***** TASK MATERIAL

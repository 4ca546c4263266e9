mod error;
mod experiment;
mod load;

pub use error::ConfigError;
pub use experiment::{
    parse_analysis_time, parse_cycle_length, ExperimentConfig, StageEntry,
    DEFAULT_MAX_PARALLEL_STAGES,
};
pub use load::{load_experiment, LoadedExperiment, EXPERIMENT_FILE};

**********

:: TASK ::
What you return should be the records above, repeated exactly.

:: ANSWER ::
repository 4ca546c4263266e9
mod error;
mod experiment;
mod load;

pub use error::ConfigError;
pub use experiment::{
    parse_analysis_time, parse_cycle_length, ExperimentConfig, StageEntry,
    DEFAULT_MAX_PARALLEL_STAGES,
};
pub use load::{load_experiment, LoadedExperiment, EXPERIMENT_FILE};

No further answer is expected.